Re: sslcompression / PGSSLCOMPRESSION not behaving as documented?

On Fri, Jan 16, 2015 at 8:41 AM, Adrian Klaver <adrian(dot)klaver(at)aklaver(dot)com>
wrote:

> On 01/16/2015 08:30 AM, Tom Lane wrote:
>
>> Maciek Sakrejda <maciek(at)heroku(dot)com> writes:
>>
>>> I'm having a hard time getting SSL compression working (or even figuring
>>> out why it's not working) with my local Postgres server.
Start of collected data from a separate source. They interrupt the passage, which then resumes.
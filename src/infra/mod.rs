// ============================================================
// Layer 6 — Infrastructure Layer
// ============================================================
// Everything that touches the checkpoint directory:
//
//   checkpoint.rs   — ParameterStore trait and its file-backed
//                     CheckpointManager. Model weights go
//                     through Burn's NamedMpkGzFileRecorder and
//                     are replaced atomically; the run's
//                     TrainConfig is kept next to them as JSON.
//
//   tokenizer_store.rs — HuggingFace word-level tokenizer.
//                     Built once from the corpus, then
//                     reloaded so training and inference
//                     share token ids.
//
//   metrics.rs      — CsvMetricSink, the MetricSink that
//                     appends every phase metric to a CSV.
//
// Reference: Rust Book §7 (Modules)
//            Rust Book §9 (Error Handling with anyhow)
//            Burn Book §5 (Checkpointing)

/// Parameter store trait and file checkpoints
pub mod checkpoint;

/// Tokenizer building, saving and loading
pub mod tokenizer_store;

/// Metric CSV sink
pub mod metrics;
// ============================================================
// Layer 3 — Training Error Taxonomy
// ============================================================
// Every failure the rollout trainer can surface to its caller.
//
// The trainer never recovers locally and never retries:
// an error aborts the current run() call and travels up
// unchanged. The caller decides whether to skip the batch,
// abort the epoch or stop training.
//
//   ModelForward   — shape or length mismatch seen by the model
//   OptimizerStep  — accumulated loss is NaN or infinite
//   Persistence    — checkpoint could not be read or written
//   Configuration  — trainer settings that cannot run
//
// Reference: Rust Book §9 (Recoverable Errors with Result)
//            thiserror crate documentation

use thiserror::Error;

/// Errors raised by the rollout phases, the orchestrator and the
/// parameter store.
#[derive(Debug, Error)]
pub enum TrainError {
    /// The model rejected its inputs (mismatched shapes, sequence
    /// longer than the position table, ...).
    #[error("model forward failed: {0}")]
    ModelForward(String),

    /// The accumulated phase loss was not finite, so the optimizer
    /// step was refused.
    #[error("optimizer step refused in {phase} phase: loss = {loss}")]
    OptimizerStep {
        /// Phase whose accumulated loss was rejected
        phase: &'static str,
        /// The offending scalar value
        loss: f64,
    },

    /// A checkpoint could not be loaded or saved.
    #[error("persistence failure for checkpoint '{name}': {reason}")]
    Persistence {
        /// Checkpoint key, e.g. "mgan"
        name: String,
        /// Underlying recorder or filesystem message
        reason: String,
    },

    /// The trainer configuration violates one of its invariants.
    #[error("invalid configuration: {0}")]
    Configuration(String),
}

impl TrainError {
    pub fn persistence(name: &str, reason: impl std::fmt::Display) -> Self {
        Self::Persistence {
            name:   name.to_string(),
            reason: reason.to_string(),
        }
    }
}

#[cfg(test)]
mod tests {
    use super::*;

    #[test]
    fn test_messages_name_the_failure() {
        let e = TrainError::OptimizerStep { phase: "generator", loss: f64::NAN };
        assert_eq!(e.to_string(), "optimizer step refused in generator phase: loss = NaN");

        let e = TrainError::persistence("mgan", "disk full");
        assert_eq!(e.to_string(), "persistence failure for checkpoint 'mgan': disk full");
    }
}
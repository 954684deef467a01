// ============================================================
// Layer 5 — Training Loop
// ============================================================
// Epoch / batch driver around MaskGanTrainer.
//
//   mle_epochs  × every batch → trainer.pretrain_mle   (optional)
//   epochs      × every batch → trainer.run
//
// Batches come from Burn's DataLoader over MaskedDataset:
// shuffled with the configured seed, one worker, so the
// batch order is the same on every run with that seed.
//
// Key Burn insight:
//   - Training uses MyBackend (Autodiff<Wgpu>) for gradients
//   - The trainer samples on MyInnerBackend (Wgpu) internally
//     through model.valid(), so only one batcher is needed
//
// Reference: Burn Book §5, Kingma & Ba (2015) Adam

use std::sync::Arc;

use anyhow::{Context, Result};
use burn::{
    data::dataloader::{DataLoader, DataLoaderBuilder},
    optim::AdamConfig,
};

use crate::application::train_use_case::TrainConfig;
use crate::data::{
    batcher::{Batch, MaskedBatcher},
    dataset::MaskedDataset,
};
use crate::domain::metric::{DISCRIMINATOR, GENERATOR_ADVANTAGE, MLE_LOSS};
use crate::infra::{checkpoint::CheckpointManager, metrics::CsvMetricSink};
use crate::ml::model::MaskGanModel;
use crate::ml::trainer::MaskGanTrainer;

type MyBackend = burn::backend::Autodiff<burn::backend::Wgpu>;

pub fn run_training(
    cfg:          &TrainConfig,
    dataset:      MaskedDataset,
    vocab_len:    usize,
    ckpt_manager: CheckpointManager,
) -> Result<()> {
    let device = burn::backend::wgpu::WgpuDevice::default();
    tracing::info!("Using WGPU device: {:?}", device);

    let model_cfg = cfg.model_config(vocab_len);
    let metrics   = CsvMetricSink::new(ckpt_manager.dir())?;

    // ── Adam optimiser, shared by all three phases ────────────────────────────
    let optim = AdamConfig::new()
        .with_epsilon(1e-8)
        .init::<MyBackend, MaskGanModel<MyBackend>>();

    let mut trainer = MaskGanTrainer::<MyBackend, _, _, _, _>::new(
        cfg.rollout_config(),
        |device, pretrain| {
            tracing::info!(
                "Model ready: vocab={}, d_model={}, d_hidden={}, pretrain={}",
                vocab_len, cfg.d_model, cfg.d_hidden, pretrain
            );
            model_cfg.init::<MyBackend>(device)
        },
        optim,
        metrics,
        ckpt_manager,
        &device,
    )?;

    // ── Training data loader (AutodiffBackend) ────────────────────────────────
    let loader: Arc<dyn DataLoader<MyBackend, Batch<MyBackend>>> = DataLoaderBuilder::new(MaskedBatcher)
        .batch_size(cfg.batch_size)
        .shuffle(cfg.seed)
        .num_workers(1)
        .set_device(device.clone())
        .build(dataset);

    // ── MLE warm-up ───────────────────────────────────────────────────────────
    for epoch in 0..cfg.mle_epochs {
        let mut loss_sum = 0.0f64;
        let mut batches  = 0usize;

        for batch in loader.iter() {
            batches += 1;
            trainer
                .pretrain_mle(epoch, &batch)
                .with_context(|| format!("MLE warm-up failed at epoch {epoch}, batch {batches}"))?;
            loss_sum += trainer.metrics().last(MLE_LOSS).unwrap_or(f64::NAN);
        }

        println!(
            "MLE   {:>3}/{} | batches={} | mle/loss={:.4} | step={}",
            epoch + 1, cfg.mle_epochs, batches, loss_sum / batches.max(1) as f64, trainer.step(),
        );
    }

    // ── Adversarial epoch loop ────────────────────────────────────────────────
    for epoch in 0..cfg.epochs {
        let mut disc_sum = 0.0f64;
        let mut adv_sum  = 0.0f64;
        let mut batches  = 0usize;

        for batch in loader.iter() {
            batches += 1;
            trainer
                .run(epoch, &batch)
                .with_context(|| format!("Training failed at epoch {epoch}, batch {batches}"))?;

            disc_sum += trainer.metrics().last(DISCRIMINATOR).unwrap_or(f64::NAN);
            adv_sum  += trainer.metrics().last(GENERATOR_ADVANTAGE).unwrap_or(f64::NAN);
        }

        let n = batches.max(1) as f64;
        println!(
            "Epoch {:>3}/{} | batches={} | discriminator={:.4} | generator/advantage={:.4} | step={}",
            epoch + 1, cfg.epochs, batches, disc_sum / n, adv_sum / n, trainer.step(),
        );
    }

    tracing::info!("Training complete!");
    Ok(())
}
The setting [1]
>>> is
>>> documented to default to on, but according to the banner when I connect
>>> with psql, it's off.
>>>
>>
>> Possibly you have the same type of problem mentioned here:
>>
>> http://www.postgresql.org/message-id/CABUevEytxEQtbMeuKpJ8tYjeeB37m
>> zDQ7BASzEZN6EgcGrdZxA(at)mail(dot)gmail(dot)com
>>
>
> Yes that would seem to be the issue:
>
> https://launchpad.net/ubuntu/trusty/+source/openssl/+changelog
>
> openssl (1.0.1e-3ubuntu1)
>
> Disable compression to avoid CRIME systemwide (CVE-2012-4929).
>
>
>
>> although Ubuntu may well have done it a bit differently than Red Hat,
>> ie the way to override openssl's default behavior might be different.
>>
>> regards, tom lane
>>
>>
>>

There's been a few reports on this now. Perhaps we should add a note to the
docs (not necessarily saying how to fix it, as it may differ, but a note
saying that many distributions changed the way this is handled and that you
might need to set an external override)?

--
Magnus Hagander
Me: http://www.hagander.net/
Work: http://www.redpill-linpro.com/